Selten war die Rede vom "Weltmeister der Herzen" berechtigter und floskelunverdächtiger als bei diesem WM-Abschluß der deutschen Nationalelf! Die kleinen Pokale für unsere Überflieger Miroslav Klose und Lukas Podolski beweisen das genauso wie die bis zur letzten Minute anhaltend positive Grundstimmung, die Emotionen freisetzte, die ich diesem Land nicht zugetraut hätte. Ich hoffe, manches davon läßt sich in Flaschen abfüllen und bei Bedarf wieder herauslassen, wenn mal wieder die deutsche Depri zurückzukehren sich erkühnen sollte. Schön auch, daß ich zum ersten mal seit ich vor 16 Jahren dieser hanswurstigen Canossa-Republik per "Einigungsvertrag" zugeteilt wurde (einen Aufnahmeantrag habe ich nie gestellt!) halbwegs normale Menschen erleben durfte, die sich nicht mehr nur in neurotischer Manier als zwangskollektivistische Schuld-, Scham-, Sühne-, und selbstverständlich Zahlungsgemeinschaft verstehen wollte. Da ist wohl ein Knoten geplatzt! Man sollte bitte nicht vergessen, daß Margaret Thatcher, Vaclav Klaus und Christoph Blocher immer ihre radikal-liberale Roßkur, mit der sie ihre jeweiligen Länder fit machten (oder machen wollten, manches ist da noch im Fluß) für die Globalisierung stets geschickt mit einem patriotischen Zuckerguß für die breite Masse genießbar zu machen versuchten. Man könnte dieses Konzept auch in libertären Kreisen, leicht variiert auch einmal unter "compassionate libertarianism" diskutieren. Denn die fruchtlose Debatte, ob nationale Zusammengehörigkeitsmythen nun berechtigt sind oder nicht, braucht nicht immer wieder aufgewärmt zu werden; viel entscheidender wird sein, ob die Freunde der Freiheit es verstehen werden, diese Mythen in Zukunft in ihrem Sinne positiv für sich zu besetzen. Da kann ein erfreulich entspannteres Verhältnis der Deutschen zu ihrer nationalen Identität (die freilich bei einem geistig gesunden Individuum eine Identität unter vielen bleiben muß) nur helfen, sich den Zumutungen und Chancen der Freiheit zu stellen.
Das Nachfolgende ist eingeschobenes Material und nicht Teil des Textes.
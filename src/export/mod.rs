//! Index database export: connector tables to the unified record list.
//!
//! Every connector table holds a tree of entries. Files are flattened into
//! [`FileRecord`]s with their full path rebuilt from the parent chain; folders
//! are dropped. Entries that cannot be resolved are skipped and logged, so one
//! broken row never costs the rest of the table.

#![allow(missing_docs)]

pub mod connector;

use std::path::{Path, PathBuf};
use std::time::Instant;

use rusqlite::Connection;

use crate::core::config::ExportConfig;
use crate::core::errors::{Result, StaleRankError};
use crate::dataset;
use crate::logger::jsonl::{EventType, JsonlWriter, LogEntry, Severity};
use crate::scorer::record::FileRecord;

pub use connector::{
    ConnectorEntry, ConnectorTable, EntryMetadata, FsSizeSource, SizeSource, TableExport,
    open_index, parse_doc_updated_at,
};

/// File name of the merged record list inside the output directory.
pub const MERGED_FILE_NAME: &str = "items.json";

/// Load all rows of one connector table.
pub fn read_connector_table(conn: &Connection, table: &str) -> Result<ConnectorTable> {
    ConnectorTable::read(conn, table)
}

/// Read and flatten one connector table.
pub fn export_table(conn: &Connection, table: &str, sizes: &dyn SizeSource) -> Result<TableExport> {
    Ok(read_connector_table(conn, table)?.export(sizes))
}

/// Per-table counters of an export run.
#[derive(Debug, Clone, PartialEq, Eq)]
pub struct TableSummary {
    pub table: String,
    pub exported: usize,
    pub skipped: usize,
    pub folders: usize,
    pub output: Option<PathBuf>,
}

/// Result of [`export_all`].
#[derive(Debug)]
pub struct ExportSummary {
    pub tables: Vec<TableSummary>,
    /// Merged records, ascending by `last_modified`.
    pub records: Vec<FileRecord>,
    pub merged_path: PathBuf,
}

impl ExportSummary {
    #[must_use]
    pub fn skipped(&self) -> usize {
        self.tables.iter().map(|t| t.skipped).sum()
    }
}

/// Export every configured table and write the merged `items.json`.
pub fn export_all(
    config: &ExportConfig,
    sizes: &dyn SizeSource,
    log: &mut JsonlWriter,
) -> Result<ExportSummary> {
    if config.connector_tables.is_empty() {
        return Err(StaleRankError::InvalidConfig {
            details: "no connector tables configured (export.connector_tables or --table)"
                .to_string(),
        });
    }
    let started = Instant::now();
    let conn = open_index(&config.db_path)?;

    let mut tables = Vec::with_capacity(config.connector_tables.len());
    let mut records = Vec::new();
    for table in &config.connector_tables {
        let export = export_table(&conn, table, sizes)?;
        for err in &export.skipped {
            log.write_entry(&LogEntry::from_error(err, Severity::Warning).with_command("export"));
        }

        let output = if config.write_per_table {
            let path = config.output_dir.join(format!("{table}.json"));
            dataset::write_records(&path, &export.records)?;
            Some(path)
        } else {
            None
        };

        let mut entry =
            LogEntry::new(EventType::ExportTable, Severity::Info).with_command("export");
        entry.table = Some(table.clone());
        entry.records_out = Some(export.records.len());
        entry.rejected = Some(export.skipped.len());
        entry.path = output.as_deref().map(|p| p.display().to_string());
        log.write_entry(&entry);

        tables.push(TableSummary {
            table: export.table,
            exported: export.records.len(),
            skipped: export.skipped.len(),
            folders: export.folders,
            output,
        });
        records.extend(export.records);
    }

    records.sort_by_key(FileRecord::last_modified);
    let merged_path = merged_path(&config.output_dir);
    dataset::write_records(&merged_path, &records)?;

    let summary = ExportSummary {
        tables,
        records,
        merged_path,
    };
    let mut entry = LogEntry::new(EventType::ExportComplete, Severity::Info).with_command("export");
    entry.records_out = Some(summary.records.len());
    entry.rejected = Some(summary.skipped());
    entry.path = Some(summary.merged_path.display().to_string());
    entry.duration_ms = Some(u64::try_from(started.elapsed().as_millis()).unwrap_or(u64::MAX));
    entry.ok = Some(true);
    log.write_entry(&entry);

    Ok(summary)
}

fn merged_path(output_dir: &Path) -> PathBuf {
    output_dir.join(MERGED_FILE_NAME)
}
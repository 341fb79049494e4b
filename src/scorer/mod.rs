//! Scoring engine: record model, heuristic weights, folder globs, additive ranking.

pub mod engine;
pub mod folders;
pub mod record;
pub mod weights;
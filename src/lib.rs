#![forbid(unsafe_code)]

//! stalerank: heuristic priority ranking for indexed files.
//!
//! Each file record is rated by six independent heuristics (extension,
//! freshness, filename charset, size, path depth and folder category). The
//! ratios are combined into one score of at most 1000 where lower means
//! higher priority, and the batch is stable-sorted ascending.
//!
//! # Library usage
//!
//! Use the [`prelude`] for convenient access to the most common types:
//!
//! ```rust,no_run
//! use stalerank::prelude::*;
//!
//! let config = Config::load(None)?;
//! let engine = ScoringEngine::from_config(&config)?;
//! let loaded = load_records(&config.paths.input_path, Strictness::Lenient)?;
//! let ranked = engine.score_batch(&loaded.records, 1_700_000_000);
//! # Ok::<(), StaleRankError>(())
//! ```

pub mod prelude;

pub mod core;
pub mod dataset;
#[cfg(feature = "sqlite")]
pub mod export;
pub mod logger;
pub mod scorer;
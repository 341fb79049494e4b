//! Folder-category classification: ordered recursive-glob lists compiled to regexes.

#![allow(missing_docs)]

use regex::{Regex, RegexBuilder};

use crate::core::config::FoldersConfig;
use crate::core::errors::{Result, StaleRankError};
use crate::core::paths;

/// Category a path falls into after glob matching.
#[derive(Debug, Clone, Copy, PartialEq, Eq)]
pub enum FolderCategory {
    High,
    Low,
    Neutral,
}

impl FolderCategory {
    /// Ratio contributed by this category.
    #[must_use]
    pub const fn weight(self) -> f64 {
        match self {
            Self::High => 1.0,
            Self::Low => 0.2,
            Self::Neutral => 0.5,
        }
    }
}

#[derive(Debug, Clone)]
struct CompiledGlob {
    source: String,
    regex: Regex,
}

/// High- and low-priority glob lists, compiled once.
#[derive(Debug, Clone)]
pub struct FolderClassifier {
    high: Vec<CompiledGlob>,
    low: Vec<CompiledGlob>,
}

impl FolderClassifier {
    pub fn from_config(folders: &FoldersConfig) -> Result<Self> {
        let compile_all = |patterns: &[String]| -> Result<Vec<CompiledGlob>> {
            patterns
                .iter()
                .map(|pattern| {
                    Ok(CompiledGlob {
                        source: pattern.clone(),
                        regex: glob_to_regex(pattern, folders.case_insensitive)?,
                    })
                })
                .collect()
        };
        Ok(Self {
            high: compile_all(&folders.high_priority_globs)?,
            low: compile_all(&folders.low_priority_globs)?,
        })
    }

    /// High list first, then low list; first match wins.
    #[must_use]
    pub fn classify(&self, path: &str) -> FolderCategory {
        self.matching_pattern(path)
            .map_or(FolderCategory::Neutral, |(category, _)| category)
    }

    /// Category plus the glob that produced it.
    #[must_use]
    pub fn matching_pattern(&self, path: &str) -> Option<(FolderCategory, &str)> {
        let canonical = paths::to_canonical(path);
        first_match(&self.high, &canonical)
            .map(|source| (FolderCategory::High, source))
            .or_else(|| {
                first_match(&self.low, &canonical).map(|source| (FolderCategory::Low, source))
            })
    }

    #[must_use]
    pub fn weight(&self, path: &str) -> f64 {
        self.classify(path).weight()
    }
}

fn first_match<'a>(globs: &'a [CompiledGlob], canonical: &str) -> Option<&'a str> {
    globs
        .iter()
        .find(|glob| glob.regex.is_match(canonical))
        .map(|glob| glob.source.as_str())
}

/// Validate that a glob pattern can be compiled.
pub fn validate_glob_pattern(pattern: &str) -> Result<()> {
    glob_to_regex(pattern, false).map(|_| ())
}

/// Convert a shell-style glob pattern to an anchored regex.
///
/// Supports:
/// - `**/` → zero or more whole leading segments
/// - `**`  → anything, including separators
/// - `*`   → anything except `/`
/// - `?`   → a single character except `/`
///
/// Backslashes in the pattern are separators, like in paths.
fn glob_to_regex(pattern: &str, case_insensitive: bool) -> Result<Regex> {
    if pattern.trim().is_empty() {
        return Err(StaleRankError::InvalidConfig {
            details: "empty glob pattern".to_string(),
        });
    }

    let normalized = paths::to_canonical(pattern);
    let chars: Vec<char> = normalized.chars().collect();
    let mut regex_str = String::with_capacity(pattern.len() * 2);
    regex_str.push('^');

    let mut i = 0;
    let mut buf = [0u8; 4];
    while i < chars.len() {
        match chars[i] {
            '*' if chars.get(i + 1) == Some(&'*') => {
                if chars.get(i + 2) == Some(&'/') {
                    regex_str.push_str("(?:.*/)?");
                    i += 3;
                } else {
                    regex_str.push_str(".*");
                    i += 2;
                }
            }
            '*' => {
                regex_str.push_str("[^/]*");
                i += 1;
            }
            '?' => {
                regex_str.push_str("[^/]");
                i += 1;
            }
            c => {
                regex_str.push_str(&regex::escape(c.encode_utf8(&mut buf)));
                i += 1;
            }
        }
    }
    regex_str.push('$');

    RegexBuilder::new(&regex_str)
        .case_insensitive(case_insensitive)
        .build()
        .map_err(|err| StaleRankError::InvalidConfig {
            details: format!("invalid glob pattern {pattern:?}: {err}"),
        })
}
//! Activity logging: append-only JSONL with graceful degradation.

pub mod jsonl;
#![forbid(unsafe_code)]

//! stalerank CLI entry point.

use clap::Parser;

mod cli_app;

fn main() {
    let args = cli_app::Cli::parse();
    if let Err(e) = cli_app::run(&args) {
        eprintln!("stalerank: {e}");
        std::process::exit(e.exit_code());
    }
}
#![allow(dead_code)]

use std::fs;
use std::path::{Path, PathBuf};
use std::process::{Command, ExitStatus};
use std::time::{SystemTime, UNIX_EPOCH};

pub struct CmdResult {
    pub status: ExitStatus,
    pub stdout: String,
    pub stderr: String,
    pub log_path: PathBuf,
}

impl CmdResult {
    /// Last stdout line parsed as JSON (the CLI prints one JSON line per command).
    pub fn json(&self) -> serde_json::Value {
        let line = self
            .stdout
            .lines()
            .rev()
            .find(|line| !line.trim().is_empty())
            .unwrap_or_else(|| panic!("no stdout; log: {}", self.log_path.display()));
        serde_json::from_str(line)
            .unwrap_or_else(|e| panic!("stdout is not JSON ({e}); log: {}", self.log_path.display()))
    }
}

fn now_millis() -> u128 {
    SystemTime::now()
        .duration_since(UNIX_EPOCH)
        .map_or(0, |d| d.as_millis())
}

fn sanitize(name: &str) -> String {
    name.chars()
        .map(|c| if c.is_ascii_alphanumeric() { c } else { '_' })
        .collect()
}

fn resolve_bin_path() -> PathBuf {
    if let Ok(path) = std::env::var("CARGO_BIN_EXE_stalerank") {
        return PathBuf::from(path);
    }

    let exe_name = if cfg!(windows) {
        "stalerank.exe"
    } else {
        "stalerank"
    };
    let fallback = std::env::current_exe()
        .ok()
        .and_then(|p| p.parent().map(PathBuf::from))
        .and_then(|deps| deps.parent().map(PathBuf::from))
        .map(|debug_dir| debug_dir.join(exe_name));

    match fallback {
        Some(path) if path.exists() => path,
        _ => panic!("unable to resolve stalerank binary path for integration test"),
    }
}

/// Write a config file that keeps the activity log inside `dir`.
pub fn write_isolated_config(dir: &Path, extra_toml: &str) -> PathBuf {
    let log = dir.join("activity.jsonl");
    let fallback = dir.join("activity-fallback.jsonl");
    let body = format!(
        "[paths]\nactivity_log = {log:?}\nactivity_log_fallback = {fallback:?}\n\n{extra_toml}\n",
        log = log.to_string_lossy(),
        fallback = fallback.to_string_lossy(),
    );
    let path = dir.join("config.toml");
    fs::write(&path, body).expect("write test config");
    path
}

pub fn run_cli_case(case_name: &str, args: &[&str]) -> CmdResult {
    run_cli_case_with_env(case_name, args, &[])
}

pub fn run_cli_case_with_env(case_name: &str, args: &[&str], env: &[(&str, &str)]) -> CmdResult {
    let root = std::env::temp_dir().join("stalerank-test-logs");
    fs::create_dir_all(&root).expect("create temp test log dir");

    let log_path = root.join(format!("{}-{}.log", sanitize(case_name), now_millis()));
    let bin_path = resolve_bin_path();

    let mut command = Command::new(&bin_path);
    command
        .args(args)
        .env_remove("STALERANK_OUTPUT_FORMAT")
        .env("RUST_BACKTRACE", "1");
    for (key, value) in env {
        command.env(key, value);
    }
    let output = command.output().expect("execute stalerank command");

    let stdout = String::from_utf8_lossy(&output.stdout).to_string();
    let stderr = String::from_utf8_lossy(&output.stderr).to_string();

    let mut log_content = String::new();
    log_content.push_str(&format!("case={case_name}\n"));
    log_content.push_str(&format!("bin={}\n", bin_path.display()));
    log_content.push_str(&format!("args={args:?}\n"));
    log_content.push_str(&format!("env={env:?}\n"));
    log_content.push_str(&format!("status={}\n", output.status));
    log_content.push_str("----- stdout -----\n");
    log_content.push_str(&stdout);
    log_content.push('\n');
    log_content.push_str("----- stderr -----\n");
    log_content.push_str(&stderr);
    log_content.push('\n');
    fs::write(&log_path, log_content).expect("write test log");

    CmdResult {
        status: output.status,
        stdout,
        stderr,
        log_path,
    }
}
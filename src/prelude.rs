//! Convenience re-exports for library consumers.
//!
//! ```rust,no_run
//! use stalerank::prelude::*;
//! ```

// Core
pub use crate::core::config::Config;
pub use crate::core::errors::{Result, StaleRankError};

// Scorer
pub use crate::scorer::engine::{PointBudgets, ScoringEngine, rank};
pub use crate::scorer::folders::{FolderCategory, FolderClassifier};
pub use crate::scorer::record::{FileRecord, ScoreFactors, ScoredItem};
pub use crate::scorer::weights::TypeWeights;

// Dataset
pub use crate::dataset::{LoadedRecords, Strictness, load_records, write_ranked, write_records};

// Export
#[cfg(feature = "sqlite")]
pub use crate::export::{ExportSummary, FsSizeSource, SizeSource, export_all};

// Logging
pub use crate::logger::jsonl::{JsonlConfig, JsonlWriter};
Noch einmal: Der historische "Nationalliberalismus" war ein Fehler (und z.T. sogar eine Lumpenideologie, wenn man sich das Erbe der Naumänner einmal genauer betrachtet), aber ihn jetzt durch einen überspannten und sterilen, teilweise sogar rabiaten "Antinationalliberalismus" ersetzen zu wollen, wie das wohl der unausgesprochene Konsens der "westlichen" Blogger zu sein scheint, hieße nichts anderes, als auf einen Narren einen anderthalben zu setzen!